Collected data
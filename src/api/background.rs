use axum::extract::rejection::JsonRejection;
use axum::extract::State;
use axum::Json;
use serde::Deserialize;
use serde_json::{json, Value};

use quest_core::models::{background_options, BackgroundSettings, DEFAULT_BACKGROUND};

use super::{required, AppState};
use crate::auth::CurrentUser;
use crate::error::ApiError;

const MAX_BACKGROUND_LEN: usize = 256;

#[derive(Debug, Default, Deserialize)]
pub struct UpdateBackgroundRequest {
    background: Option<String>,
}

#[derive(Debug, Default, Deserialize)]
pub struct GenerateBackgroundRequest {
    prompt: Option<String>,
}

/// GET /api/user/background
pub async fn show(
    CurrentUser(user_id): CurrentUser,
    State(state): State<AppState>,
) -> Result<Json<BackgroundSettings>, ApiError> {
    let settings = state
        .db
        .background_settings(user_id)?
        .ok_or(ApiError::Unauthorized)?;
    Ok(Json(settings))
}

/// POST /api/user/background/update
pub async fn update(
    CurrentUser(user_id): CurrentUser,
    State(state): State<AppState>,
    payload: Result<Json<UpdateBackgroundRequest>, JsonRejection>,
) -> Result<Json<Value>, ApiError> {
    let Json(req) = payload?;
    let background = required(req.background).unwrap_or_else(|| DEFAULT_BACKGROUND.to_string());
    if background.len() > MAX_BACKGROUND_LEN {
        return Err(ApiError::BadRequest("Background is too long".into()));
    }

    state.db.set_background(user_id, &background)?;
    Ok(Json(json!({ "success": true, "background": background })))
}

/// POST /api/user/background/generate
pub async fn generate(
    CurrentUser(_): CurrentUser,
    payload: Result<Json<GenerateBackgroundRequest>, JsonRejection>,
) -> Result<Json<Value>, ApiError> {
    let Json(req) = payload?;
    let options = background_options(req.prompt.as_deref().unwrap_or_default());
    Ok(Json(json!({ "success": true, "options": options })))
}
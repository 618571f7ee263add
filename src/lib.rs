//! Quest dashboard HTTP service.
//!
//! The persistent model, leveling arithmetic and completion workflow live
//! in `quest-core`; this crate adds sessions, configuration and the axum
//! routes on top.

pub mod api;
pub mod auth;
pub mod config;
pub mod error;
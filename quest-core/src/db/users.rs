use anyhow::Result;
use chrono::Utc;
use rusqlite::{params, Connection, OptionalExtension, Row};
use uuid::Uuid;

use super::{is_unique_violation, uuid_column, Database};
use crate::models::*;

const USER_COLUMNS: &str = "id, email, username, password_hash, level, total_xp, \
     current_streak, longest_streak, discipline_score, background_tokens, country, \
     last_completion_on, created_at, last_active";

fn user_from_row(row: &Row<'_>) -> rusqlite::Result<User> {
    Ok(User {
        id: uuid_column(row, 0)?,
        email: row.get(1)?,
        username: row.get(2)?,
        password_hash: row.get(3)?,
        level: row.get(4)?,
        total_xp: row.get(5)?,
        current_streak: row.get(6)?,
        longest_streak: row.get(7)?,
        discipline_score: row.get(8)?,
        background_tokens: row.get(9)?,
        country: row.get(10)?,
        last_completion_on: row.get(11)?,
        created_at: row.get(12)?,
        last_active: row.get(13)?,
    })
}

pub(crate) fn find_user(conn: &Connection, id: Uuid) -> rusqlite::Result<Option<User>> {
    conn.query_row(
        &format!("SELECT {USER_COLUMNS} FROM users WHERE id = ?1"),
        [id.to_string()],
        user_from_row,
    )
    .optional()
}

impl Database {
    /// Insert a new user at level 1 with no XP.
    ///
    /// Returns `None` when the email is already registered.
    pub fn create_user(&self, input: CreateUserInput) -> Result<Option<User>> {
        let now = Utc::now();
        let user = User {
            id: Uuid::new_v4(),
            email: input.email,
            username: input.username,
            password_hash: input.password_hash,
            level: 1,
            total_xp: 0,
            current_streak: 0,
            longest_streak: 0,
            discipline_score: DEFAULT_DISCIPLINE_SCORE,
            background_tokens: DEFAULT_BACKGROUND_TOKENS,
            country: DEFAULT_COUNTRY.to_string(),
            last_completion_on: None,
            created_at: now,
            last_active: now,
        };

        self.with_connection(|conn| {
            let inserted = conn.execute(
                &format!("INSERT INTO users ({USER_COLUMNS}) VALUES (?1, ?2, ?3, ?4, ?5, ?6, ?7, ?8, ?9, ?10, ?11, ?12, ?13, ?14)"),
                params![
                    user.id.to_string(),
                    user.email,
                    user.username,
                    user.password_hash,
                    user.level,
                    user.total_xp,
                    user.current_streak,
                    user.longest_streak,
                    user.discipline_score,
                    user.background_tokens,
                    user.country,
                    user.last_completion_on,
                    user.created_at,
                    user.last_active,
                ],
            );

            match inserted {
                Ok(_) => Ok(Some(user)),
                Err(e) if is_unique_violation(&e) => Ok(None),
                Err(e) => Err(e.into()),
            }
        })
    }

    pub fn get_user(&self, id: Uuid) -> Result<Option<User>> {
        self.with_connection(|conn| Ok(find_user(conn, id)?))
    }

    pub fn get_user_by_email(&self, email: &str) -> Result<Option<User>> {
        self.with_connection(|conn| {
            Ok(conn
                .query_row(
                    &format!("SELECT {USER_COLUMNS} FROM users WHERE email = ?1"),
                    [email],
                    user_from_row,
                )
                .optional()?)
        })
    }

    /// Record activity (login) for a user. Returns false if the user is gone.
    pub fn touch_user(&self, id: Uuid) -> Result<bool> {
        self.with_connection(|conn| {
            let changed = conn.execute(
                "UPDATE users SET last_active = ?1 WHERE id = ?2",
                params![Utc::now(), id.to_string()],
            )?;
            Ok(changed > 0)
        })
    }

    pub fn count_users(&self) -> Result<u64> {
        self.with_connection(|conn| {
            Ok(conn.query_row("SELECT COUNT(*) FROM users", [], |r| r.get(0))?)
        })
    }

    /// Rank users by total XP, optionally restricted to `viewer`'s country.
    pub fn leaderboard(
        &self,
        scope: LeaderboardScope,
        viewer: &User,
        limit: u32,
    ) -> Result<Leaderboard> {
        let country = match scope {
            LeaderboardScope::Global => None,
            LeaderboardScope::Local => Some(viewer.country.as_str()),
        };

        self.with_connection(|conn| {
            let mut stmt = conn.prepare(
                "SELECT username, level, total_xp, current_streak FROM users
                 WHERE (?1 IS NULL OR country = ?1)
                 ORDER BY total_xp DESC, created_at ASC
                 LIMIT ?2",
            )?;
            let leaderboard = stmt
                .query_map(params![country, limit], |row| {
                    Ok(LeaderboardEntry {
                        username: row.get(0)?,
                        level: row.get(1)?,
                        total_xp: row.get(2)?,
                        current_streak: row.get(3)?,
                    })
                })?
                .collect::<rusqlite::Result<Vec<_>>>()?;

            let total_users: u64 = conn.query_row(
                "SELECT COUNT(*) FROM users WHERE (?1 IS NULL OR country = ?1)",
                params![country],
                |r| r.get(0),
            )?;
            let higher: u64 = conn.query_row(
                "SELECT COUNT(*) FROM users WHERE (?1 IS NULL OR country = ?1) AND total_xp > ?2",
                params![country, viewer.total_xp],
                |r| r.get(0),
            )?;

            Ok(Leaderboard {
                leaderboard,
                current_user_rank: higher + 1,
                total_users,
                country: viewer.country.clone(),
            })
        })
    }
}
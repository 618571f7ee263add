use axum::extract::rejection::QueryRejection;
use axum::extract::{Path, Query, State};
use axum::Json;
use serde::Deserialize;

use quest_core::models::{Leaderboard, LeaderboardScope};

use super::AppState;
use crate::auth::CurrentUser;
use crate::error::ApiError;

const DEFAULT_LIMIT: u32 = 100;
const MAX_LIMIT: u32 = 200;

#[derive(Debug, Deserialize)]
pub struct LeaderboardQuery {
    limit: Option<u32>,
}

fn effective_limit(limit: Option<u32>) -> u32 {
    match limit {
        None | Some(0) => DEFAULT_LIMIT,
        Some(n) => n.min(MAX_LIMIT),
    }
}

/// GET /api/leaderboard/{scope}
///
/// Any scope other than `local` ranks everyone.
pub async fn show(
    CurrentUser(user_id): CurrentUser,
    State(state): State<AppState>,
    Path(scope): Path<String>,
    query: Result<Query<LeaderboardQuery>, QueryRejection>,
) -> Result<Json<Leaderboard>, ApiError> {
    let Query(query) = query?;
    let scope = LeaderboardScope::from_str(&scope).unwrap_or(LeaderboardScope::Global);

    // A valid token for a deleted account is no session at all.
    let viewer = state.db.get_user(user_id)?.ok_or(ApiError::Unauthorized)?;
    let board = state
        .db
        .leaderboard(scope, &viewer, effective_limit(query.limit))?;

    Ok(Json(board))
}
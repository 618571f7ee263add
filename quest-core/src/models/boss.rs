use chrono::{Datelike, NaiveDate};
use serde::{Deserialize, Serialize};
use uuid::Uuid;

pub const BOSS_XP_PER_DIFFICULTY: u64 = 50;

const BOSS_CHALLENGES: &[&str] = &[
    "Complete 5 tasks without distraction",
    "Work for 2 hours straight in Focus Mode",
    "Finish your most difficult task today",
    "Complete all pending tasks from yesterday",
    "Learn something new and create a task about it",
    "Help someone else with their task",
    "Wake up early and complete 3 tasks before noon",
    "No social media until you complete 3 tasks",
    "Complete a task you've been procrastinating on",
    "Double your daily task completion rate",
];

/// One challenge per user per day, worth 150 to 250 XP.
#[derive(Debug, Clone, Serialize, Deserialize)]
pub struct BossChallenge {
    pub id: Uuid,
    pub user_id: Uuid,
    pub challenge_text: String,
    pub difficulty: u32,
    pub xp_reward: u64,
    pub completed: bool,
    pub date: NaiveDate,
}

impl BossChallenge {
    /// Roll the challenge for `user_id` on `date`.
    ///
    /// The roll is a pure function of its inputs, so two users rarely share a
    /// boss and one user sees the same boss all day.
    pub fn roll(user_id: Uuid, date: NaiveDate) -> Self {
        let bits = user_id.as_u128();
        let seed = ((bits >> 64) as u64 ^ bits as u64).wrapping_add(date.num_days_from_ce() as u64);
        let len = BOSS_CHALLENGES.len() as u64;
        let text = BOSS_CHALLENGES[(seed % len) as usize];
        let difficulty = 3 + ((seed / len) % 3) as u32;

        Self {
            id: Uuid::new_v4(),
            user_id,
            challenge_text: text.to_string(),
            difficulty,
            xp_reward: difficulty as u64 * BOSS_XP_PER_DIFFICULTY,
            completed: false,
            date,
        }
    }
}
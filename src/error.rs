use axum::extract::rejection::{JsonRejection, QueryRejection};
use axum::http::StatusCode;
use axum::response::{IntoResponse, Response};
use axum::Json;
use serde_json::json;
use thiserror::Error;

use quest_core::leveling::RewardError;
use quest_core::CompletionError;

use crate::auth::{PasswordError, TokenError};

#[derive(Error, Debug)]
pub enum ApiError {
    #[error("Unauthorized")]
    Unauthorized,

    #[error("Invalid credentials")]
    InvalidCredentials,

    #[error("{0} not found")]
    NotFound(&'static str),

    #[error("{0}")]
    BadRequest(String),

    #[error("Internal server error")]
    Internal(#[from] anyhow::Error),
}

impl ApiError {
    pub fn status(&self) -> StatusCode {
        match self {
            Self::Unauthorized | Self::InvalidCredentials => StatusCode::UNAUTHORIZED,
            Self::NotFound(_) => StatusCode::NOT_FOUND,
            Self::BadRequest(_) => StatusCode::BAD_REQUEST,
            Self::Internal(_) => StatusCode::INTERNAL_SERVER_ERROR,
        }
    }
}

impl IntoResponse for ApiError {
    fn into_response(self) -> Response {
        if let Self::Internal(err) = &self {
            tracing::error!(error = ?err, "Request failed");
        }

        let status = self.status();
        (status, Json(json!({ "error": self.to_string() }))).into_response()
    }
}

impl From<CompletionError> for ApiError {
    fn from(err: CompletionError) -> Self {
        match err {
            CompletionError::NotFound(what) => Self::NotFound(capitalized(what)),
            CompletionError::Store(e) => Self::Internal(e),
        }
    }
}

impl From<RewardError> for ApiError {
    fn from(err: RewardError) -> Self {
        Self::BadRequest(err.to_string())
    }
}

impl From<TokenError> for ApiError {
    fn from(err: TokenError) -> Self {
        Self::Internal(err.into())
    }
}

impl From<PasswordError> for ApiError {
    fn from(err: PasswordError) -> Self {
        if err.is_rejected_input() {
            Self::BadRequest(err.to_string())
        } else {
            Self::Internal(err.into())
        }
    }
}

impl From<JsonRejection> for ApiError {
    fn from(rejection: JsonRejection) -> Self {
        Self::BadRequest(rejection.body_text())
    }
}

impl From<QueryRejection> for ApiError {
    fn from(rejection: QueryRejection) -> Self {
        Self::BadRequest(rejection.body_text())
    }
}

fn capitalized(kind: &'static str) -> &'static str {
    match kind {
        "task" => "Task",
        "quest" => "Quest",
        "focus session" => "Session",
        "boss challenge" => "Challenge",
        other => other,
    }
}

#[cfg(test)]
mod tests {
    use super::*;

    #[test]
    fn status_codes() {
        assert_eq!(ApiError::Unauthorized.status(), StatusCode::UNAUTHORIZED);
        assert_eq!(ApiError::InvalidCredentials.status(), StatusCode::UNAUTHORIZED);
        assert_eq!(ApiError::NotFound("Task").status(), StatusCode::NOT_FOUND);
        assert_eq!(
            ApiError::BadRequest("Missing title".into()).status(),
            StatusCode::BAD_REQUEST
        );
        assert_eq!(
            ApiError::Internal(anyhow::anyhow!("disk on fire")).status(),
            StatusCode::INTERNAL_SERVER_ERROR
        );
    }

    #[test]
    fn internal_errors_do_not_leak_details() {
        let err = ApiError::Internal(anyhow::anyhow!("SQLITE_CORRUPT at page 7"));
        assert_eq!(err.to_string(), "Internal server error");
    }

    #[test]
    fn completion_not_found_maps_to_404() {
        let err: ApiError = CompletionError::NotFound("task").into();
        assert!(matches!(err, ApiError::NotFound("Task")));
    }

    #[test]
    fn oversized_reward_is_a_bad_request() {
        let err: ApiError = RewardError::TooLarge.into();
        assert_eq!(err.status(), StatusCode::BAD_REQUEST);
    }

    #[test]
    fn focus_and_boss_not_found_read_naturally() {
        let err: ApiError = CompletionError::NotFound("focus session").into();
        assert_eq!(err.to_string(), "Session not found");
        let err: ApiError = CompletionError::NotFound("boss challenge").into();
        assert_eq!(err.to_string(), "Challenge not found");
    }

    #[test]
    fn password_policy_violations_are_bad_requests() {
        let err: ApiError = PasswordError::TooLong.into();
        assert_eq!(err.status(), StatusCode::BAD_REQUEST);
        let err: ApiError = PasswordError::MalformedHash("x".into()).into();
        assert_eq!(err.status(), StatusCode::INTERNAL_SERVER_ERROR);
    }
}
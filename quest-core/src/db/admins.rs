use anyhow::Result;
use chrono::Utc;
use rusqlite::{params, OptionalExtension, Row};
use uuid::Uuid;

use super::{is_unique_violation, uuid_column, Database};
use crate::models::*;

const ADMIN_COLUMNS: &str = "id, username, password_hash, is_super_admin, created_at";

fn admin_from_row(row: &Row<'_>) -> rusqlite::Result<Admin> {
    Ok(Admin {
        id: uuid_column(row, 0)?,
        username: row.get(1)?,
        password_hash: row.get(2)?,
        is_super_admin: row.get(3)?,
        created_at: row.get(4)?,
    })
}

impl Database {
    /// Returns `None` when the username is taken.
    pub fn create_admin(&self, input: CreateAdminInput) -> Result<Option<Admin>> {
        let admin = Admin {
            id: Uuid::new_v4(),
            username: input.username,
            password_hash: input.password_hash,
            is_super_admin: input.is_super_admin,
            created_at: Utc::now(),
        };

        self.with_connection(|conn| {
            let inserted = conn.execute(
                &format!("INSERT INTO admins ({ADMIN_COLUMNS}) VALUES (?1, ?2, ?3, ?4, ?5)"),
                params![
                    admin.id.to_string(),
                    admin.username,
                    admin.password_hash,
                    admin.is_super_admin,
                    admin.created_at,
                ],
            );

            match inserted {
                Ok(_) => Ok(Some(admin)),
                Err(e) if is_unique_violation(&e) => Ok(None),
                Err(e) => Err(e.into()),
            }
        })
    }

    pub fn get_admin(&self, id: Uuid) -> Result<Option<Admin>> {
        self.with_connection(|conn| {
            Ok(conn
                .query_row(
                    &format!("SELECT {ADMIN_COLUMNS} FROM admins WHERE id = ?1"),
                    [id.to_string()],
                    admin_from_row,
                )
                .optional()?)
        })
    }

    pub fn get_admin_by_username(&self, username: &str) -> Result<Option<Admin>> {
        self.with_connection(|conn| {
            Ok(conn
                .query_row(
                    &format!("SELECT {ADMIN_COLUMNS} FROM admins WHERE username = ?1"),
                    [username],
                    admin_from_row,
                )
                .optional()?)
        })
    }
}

What you need to do:
Each line of the entries where the string "static" occurs should be shown.

Reply:
    NotFound(&'static str),
fn capitalized(kind: &'static str) -> &'static str {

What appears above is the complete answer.